INSTRUCTIONS FOR THE TASK
Search the data for the word "then" and copy every line that contains it.

PROVIDED DATA
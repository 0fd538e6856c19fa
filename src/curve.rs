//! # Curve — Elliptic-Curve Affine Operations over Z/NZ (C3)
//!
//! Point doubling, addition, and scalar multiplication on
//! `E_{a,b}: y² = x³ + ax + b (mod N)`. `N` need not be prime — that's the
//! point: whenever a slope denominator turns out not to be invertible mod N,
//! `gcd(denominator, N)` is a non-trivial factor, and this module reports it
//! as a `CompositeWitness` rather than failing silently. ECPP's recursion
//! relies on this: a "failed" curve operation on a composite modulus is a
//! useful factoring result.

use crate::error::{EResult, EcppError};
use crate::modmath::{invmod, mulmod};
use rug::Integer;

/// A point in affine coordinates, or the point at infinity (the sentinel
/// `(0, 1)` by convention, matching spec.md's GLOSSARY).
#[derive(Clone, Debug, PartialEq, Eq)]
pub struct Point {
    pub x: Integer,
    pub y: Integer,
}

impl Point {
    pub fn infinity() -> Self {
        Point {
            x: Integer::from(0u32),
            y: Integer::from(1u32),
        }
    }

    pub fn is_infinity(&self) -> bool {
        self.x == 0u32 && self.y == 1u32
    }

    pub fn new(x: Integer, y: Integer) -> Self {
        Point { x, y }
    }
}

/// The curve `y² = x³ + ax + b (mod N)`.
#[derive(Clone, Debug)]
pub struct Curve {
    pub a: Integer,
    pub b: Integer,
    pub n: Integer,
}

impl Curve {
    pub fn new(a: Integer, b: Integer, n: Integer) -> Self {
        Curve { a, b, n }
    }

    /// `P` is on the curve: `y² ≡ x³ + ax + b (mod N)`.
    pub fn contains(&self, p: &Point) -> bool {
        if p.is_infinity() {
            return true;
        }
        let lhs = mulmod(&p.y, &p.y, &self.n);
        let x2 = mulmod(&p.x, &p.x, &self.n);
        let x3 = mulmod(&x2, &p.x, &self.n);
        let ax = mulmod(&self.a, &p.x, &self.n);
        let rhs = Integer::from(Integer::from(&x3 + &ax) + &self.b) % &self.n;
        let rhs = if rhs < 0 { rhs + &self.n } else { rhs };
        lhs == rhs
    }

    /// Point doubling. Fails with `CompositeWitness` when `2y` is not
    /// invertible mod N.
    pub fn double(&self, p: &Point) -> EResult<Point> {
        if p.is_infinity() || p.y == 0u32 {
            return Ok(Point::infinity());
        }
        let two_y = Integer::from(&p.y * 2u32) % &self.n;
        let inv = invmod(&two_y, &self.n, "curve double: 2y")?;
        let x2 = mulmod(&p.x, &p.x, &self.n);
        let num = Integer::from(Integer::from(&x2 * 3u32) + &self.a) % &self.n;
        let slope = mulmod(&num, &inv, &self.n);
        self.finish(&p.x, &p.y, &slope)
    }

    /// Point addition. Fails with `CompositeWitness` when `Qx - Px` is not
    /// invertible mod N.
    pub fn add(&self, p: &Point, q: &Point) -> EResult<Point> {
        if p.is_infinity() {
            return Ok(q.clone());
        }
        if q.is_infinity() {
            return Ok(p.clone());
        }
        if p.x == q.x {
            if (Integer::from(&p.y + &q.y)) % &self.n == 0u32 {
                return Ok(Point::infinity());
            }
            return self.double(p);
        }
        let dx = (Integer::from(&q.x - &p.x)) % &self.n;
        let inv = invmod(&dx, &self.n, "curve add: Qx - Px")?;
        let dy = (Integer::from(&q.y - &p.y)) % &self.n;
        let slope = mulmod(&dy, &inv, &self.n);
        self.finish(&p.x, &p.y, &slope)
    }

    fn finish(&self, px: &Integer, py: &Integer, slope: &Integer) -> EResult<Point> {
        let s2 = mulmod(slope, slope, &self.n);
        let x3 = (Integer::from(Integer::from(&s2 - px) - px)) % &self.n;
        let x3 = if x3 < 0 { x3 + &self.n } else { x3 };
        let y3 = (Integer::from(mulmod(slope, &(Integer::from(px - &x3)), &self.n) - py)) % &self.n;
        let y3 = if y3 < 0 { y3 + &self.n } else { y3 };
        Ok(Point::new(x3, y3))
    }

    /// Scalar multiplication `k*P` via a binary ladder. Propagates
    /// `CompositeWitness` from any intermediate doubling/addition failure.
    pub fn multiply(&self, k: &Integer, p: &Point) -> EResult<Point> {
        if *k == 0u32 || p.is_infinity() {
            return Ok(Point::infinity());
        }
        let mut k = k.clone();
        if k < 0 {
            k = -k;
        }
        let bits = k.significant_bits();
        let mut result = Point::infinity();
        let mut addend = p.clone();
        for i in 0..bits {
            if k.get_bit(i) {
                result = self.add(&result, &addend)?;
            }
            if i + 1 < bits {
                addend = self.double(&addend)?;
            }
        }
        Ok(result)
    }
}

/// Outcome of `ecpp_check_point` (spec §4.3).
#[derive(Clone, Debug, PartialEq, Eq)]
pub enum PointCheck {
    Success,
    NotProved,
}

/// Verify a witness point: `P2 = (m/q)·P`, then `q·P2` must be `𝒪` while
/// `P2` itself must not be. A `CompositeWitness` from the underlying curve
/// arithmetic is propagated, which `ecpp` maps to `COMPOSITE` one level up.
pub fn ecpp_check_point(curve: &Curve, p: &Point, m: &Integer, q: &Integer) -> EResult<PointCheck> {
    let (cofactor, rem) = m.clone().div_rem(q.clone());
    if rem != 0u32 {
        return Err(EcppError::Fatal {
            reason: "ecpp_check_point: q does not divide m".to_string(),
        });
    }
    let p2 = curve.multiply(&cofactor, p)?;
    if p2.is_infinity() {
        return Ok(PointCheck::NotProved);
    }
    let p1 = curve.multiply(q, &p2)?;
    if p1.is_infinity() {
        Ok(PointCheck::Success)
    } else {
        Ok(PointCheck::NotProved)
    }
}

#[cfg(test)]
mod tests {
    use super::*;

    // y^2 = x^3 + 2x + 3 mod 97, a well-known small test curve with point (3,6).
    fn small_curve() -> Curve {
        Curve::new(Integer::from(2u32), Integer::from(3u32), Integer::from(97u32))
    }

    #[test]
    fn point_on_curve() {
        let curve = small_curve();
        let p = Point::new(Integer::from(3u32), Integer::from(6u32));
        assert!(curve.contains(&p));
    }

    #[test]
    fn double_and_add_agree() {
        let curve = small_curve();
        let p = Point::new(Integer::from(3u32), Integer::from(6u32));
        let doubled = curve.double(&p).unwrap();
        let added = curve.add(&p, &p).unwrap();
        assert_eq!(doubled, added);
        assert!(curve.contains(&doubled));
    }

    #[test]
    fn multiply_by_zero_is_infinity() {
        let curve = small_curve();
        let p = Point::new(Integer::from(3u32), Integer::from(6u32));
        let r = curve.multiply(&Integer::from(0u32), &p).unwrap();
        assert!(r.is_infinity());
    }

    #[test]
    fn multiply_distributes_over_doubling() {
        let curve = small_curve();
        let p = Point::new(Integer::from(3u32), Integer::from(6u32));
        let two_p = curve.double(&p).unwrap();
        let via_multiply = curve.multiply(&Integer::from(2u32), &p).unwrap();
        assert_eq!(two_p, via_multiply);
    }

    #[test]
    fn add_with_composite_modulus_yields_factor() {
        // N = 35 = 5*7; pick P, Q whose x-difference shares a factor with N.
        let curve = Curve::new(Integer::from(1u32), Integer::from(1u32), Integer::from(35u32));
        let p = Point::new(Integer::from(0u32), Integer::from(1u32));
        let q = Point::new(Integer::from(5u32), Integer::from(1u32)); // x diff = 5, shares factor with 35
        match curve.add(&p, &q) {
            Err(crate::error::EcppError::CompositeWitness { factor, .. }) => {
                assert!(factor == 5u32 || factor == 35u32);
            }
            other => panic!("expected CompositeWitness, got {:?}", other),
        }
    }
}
==
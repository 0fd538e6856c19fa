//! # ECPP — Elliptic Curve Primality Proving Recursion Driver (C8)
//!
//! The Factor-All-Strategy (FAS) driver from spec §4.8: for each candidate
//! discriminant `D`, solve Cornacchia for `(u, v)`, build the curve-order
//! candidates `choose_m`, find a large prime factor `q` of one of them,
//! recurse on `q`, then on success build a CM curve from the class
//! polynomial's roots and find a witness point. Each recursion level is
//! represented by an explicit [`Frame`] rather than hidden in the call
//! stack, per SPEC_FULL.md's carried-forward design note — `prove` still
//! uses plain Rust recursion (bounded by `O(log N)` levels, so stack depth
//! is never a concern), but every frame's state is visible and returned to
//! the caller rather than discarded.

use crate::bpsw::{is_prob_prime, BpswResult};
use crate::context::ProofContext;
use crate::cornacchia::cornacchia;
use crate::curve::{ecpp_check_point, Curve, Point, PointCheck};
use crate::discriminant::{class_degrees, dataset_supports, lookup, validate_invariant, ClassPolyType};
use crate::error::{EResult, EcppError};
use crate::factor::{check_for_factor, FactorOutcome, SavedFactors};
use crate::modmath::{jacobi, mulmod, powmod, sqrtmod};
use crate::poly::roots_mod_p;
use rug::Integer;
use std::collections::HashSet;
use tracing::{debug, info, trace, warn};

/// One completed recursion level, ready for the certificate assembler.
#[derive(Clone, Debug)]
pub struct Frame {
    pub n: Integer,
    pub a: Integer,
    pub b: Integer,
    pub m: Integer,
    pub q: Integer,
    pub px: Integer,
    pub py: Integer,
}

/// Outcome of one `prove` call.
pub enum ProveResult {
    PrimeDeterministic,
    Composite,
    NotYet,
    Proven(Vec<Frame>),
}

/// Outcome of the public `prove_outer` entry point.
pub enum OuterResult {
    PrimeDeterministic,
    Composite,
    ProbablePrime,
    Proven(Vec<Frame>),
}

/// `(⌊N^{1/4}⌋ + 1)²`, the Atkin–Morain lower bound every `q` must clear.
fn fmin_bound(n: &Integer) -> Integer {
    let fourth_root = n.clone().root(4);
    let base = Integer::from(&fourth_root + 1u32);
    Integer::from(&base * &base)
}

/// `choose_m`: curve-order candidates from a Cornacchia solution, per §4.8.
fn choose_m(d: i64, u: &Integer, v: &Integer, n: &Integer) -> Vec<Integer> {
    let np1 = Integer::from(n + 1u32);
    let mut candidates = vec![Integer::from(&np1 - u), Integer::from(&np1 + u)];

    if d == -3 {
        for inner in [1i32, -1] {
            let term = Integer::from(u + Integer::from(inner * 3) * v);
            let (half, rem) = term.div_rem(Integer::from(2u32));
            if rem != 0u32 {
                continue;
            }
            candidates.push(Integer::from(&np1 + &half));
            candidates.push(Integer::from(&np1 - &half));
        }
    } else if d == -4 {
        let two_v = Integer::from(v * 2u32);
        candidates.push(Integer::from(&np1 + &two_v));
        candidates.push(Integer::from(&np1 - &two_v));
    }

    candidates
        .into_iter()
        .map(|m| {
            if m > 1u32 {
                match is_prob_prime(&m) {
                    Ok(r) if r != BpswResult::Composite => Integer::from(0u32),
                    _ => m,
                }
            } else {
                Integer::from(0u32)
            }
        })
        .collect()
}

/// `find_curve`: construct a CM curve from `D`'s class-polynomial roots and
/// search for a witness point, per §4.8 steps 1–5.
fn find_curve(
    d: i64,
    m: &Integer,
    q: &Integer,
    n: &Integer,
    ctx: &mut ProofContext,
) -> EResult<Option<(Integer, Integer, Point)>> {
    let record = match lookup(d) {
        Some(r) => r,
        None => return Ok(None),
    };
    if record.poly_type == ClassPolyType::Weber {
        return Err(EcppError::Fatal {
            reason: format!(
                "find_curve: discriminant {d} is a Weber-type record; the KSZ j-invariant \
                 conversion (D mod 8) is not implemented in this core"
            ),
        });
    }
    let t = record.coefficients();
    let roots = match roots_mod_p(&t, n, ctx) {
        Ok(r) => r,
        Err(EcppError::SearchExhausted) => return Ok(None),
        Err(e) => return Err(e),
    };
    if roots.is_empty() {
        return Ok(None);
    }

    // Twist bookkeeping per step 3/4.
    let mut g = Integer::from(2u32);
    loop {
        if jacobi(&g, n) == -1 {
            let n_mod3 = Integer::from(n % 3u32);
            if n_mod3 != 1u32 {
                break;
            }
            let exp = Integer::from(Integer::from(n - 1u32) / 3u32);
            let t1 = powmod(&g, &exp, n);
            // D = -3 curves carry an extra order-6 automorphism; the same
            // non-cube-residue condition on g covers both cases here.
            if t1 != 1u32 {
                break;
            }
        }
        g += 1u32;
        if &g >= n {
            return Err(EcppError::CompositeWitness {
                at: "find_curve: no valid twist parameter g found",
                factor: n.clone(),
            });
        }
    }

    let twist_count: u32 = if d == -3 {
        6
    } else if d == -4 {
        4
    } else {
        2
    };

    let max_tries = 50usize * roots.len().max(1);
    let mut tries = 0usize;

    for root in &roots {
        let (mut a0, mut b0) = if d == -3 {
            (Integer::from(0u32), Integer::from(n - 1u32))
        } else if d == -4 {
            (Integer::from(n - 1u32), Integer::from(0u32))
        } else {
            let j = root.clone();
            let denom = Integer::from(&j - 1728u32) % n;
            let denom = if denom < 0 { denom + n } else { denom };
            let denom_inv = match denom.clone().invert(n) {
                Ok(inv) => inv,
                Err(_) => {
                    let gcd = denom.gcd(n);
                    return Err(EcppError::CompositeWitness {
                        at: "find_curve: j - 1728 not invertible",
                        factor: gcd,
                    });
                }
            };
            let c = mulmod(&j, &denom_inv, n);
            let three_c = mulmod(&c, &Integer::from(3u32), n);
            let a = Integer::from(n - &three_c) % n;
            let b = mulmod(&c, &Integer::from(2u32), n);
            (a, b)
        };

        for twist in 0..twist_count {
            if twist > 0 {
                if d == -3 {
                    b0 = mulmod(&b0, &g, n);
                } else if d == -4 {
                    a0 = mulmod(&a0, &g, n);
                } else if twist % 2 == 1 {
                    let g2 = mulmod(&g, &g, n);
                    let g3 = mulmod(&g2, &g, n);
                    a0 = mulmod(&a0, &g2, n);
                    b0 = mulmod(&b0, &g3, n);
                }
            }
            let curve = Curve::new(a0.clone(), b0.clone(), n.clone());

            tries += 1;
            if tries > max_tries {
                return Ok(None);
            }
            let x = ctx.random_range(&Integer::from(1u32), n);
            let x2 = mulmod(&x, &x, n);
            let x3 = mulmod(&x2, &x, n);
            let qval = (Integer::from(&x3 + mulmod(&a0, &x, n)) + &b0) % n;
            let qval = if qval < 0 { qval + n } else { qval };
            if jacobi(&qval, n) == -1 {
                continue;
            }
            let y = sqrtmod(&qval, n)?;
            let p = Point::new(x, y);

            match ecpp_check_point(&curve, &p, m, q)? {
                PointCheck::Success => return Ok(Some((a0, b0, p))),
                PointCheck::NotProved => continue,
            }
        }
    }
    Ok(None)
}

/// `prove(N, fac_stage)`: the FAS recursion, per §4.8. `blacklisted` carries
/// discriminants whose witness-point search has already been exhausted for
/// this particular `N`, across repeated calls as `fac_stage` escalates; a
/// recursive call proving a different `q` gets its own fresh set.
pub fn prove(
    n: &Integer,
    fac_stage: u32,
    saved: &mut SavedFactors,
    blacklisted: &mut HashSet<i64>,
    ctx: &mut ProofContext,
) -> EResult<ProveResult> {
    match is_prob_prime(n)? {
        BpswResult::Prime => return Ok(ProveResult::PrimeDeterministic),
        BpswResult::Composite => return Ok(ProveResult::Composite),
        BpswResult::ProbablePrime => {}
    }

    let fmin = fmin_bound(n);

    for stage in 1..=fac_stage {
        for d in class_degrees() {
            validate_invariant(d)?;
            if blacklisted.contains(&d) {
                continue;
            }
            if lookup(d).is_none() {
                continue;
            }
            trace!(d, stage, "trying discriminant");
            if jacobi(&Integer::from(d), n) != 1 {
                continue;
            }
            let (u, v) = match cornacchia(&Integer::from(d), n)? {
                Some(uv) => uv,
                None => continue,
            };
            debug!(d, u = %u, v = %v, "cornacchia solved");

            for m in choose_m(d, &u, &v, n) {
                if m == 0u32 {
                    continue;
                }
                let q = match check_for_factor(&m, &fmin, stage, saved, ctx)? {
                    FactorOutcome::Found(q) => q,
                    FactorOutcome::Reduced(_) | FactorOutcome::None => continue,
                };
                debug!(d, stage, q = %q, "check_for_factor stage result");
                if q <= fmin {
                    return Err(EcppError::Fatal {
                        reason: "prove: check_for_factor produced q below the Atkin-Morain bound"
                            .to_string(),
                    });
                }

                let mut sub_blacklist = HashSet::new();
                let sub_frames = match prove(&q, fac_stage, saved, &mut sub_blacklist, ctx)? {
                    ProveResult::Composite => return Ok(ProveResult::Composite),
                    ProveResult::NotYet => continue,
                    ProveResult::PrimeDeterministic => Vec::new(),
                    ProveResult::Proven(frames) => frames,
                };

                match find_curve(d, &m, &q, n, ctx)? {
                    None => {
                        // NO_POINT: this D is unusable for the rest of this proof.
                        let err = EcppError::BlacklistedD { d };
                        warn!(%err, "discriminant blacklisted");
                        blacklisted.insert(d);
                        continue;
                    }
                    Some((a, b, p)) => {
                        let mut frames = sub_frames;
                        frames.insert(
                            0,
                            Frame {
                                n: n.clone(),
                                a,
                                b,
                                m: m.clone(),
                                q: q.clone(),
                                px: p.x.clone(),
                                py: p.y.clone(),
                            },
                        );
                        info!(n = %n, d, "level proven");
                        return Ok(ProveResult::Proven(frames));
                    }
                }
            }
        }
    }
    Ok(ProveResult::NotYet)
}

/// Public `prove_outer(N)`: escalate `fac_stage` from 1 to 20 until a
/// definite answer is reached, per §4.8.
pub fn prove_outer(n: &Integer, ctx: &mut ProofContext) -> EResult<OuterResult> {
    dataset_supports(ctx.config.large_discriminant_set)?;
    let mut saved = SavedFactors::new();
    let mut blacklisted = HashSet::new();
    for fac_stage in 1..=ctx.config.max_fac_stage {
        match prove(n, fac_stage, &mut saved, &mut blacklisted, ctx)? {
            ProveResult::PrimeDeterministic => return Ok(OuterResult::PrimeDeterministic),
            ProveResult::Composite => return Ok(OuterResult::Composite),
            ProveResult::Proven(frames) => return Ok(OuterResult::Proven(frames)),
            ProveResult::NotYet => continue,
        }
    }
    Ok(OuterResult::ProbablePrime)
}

EXERCISE RESPONSE
/// Verify a witness point: `P2 = (m/q)·P`, then `q·P2` must be `𝒪` while
//! recurse on `q`, then on success build a CM curve from the class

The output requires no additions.